Schrodinger’s Telescope: The Universe Shows Your What You’re Looking For

“A giant telescope three times the size of current observatories is in the works. It’ll be the first in a new generation of monster scopes that will peer deeper into space than ever before.” Truth is, in deep space and in deep quantum, scientists tend to find what they’re looking for. Via Wired.


Sub-atomic — quantum — physics has shown us the influence the viewer has on the viewed and that in both particle physics and astrophysics, scientists had better be careful what they ask for because psysics tends to show you what you are looking for.

In this case, it is less Schrodinger’s Cat than it is Schrodinger’s Telescope.

Atoms — of electrons, protons, neutrons — are vacuum. They’re so light on the mass that they’re nothing. They’re just tendencies and probabilities. You and I are just tendencies and probabilities.

The further one gets outside one’s human scale, the easier it is to make perception patterns rather than interpret or recognize them.

In other words, astrophysicists and quantum physicists spend most of their rigorous professional career projecting as opposed to perceiving.

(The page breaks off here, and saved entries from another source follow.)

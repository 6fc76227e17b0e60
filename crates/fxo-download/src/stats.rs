//! Process-wide download counters.

use std::sync::atomic::{AtomicU64, Ordering};

static ITEM_COUNTER: AtomicU64 = AtomicU64::new(0);
static BYTE_COUNTER: AtomicU64 = AtomicU64::new(0);

/// Number of download requests started since the process began.
pub fn item_count() -> u64 {
    ITEM_COUNTER.load(Ordering::Relaxed)
}

/// Number of bytes received since the process began.
pub fn byte_count() -> u64 {
    BYTE_COUNTER.load(Ordering::Relaxed)
}

pub(crate) fn add_item() {
    ITEM_COUNTER.fetch_add(1, Ordering::Relaxed);
}

pub(crate) fn add_bytes(n: usize) {
    BYTE_COUNTER.fetch_add(n as u64, Ordering::Relaxed);
}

Of course, their rigorous scientific training is supposed to restrains them but when one enters the wilderness, one oftentimes carries along many unavoidable preconceived notions — preceonceptions — along.

We’re only human, scientists doubly so.

It must me amazing to have that much power over perception. In the spaces of wilderness, in the world outside of the strictly-defined (such as cities and practical maths and physics), there is an undefined universe that still needs to be named.

Telepscopes and micrscopes allow us to truly define our hypotheses because there is no predefined.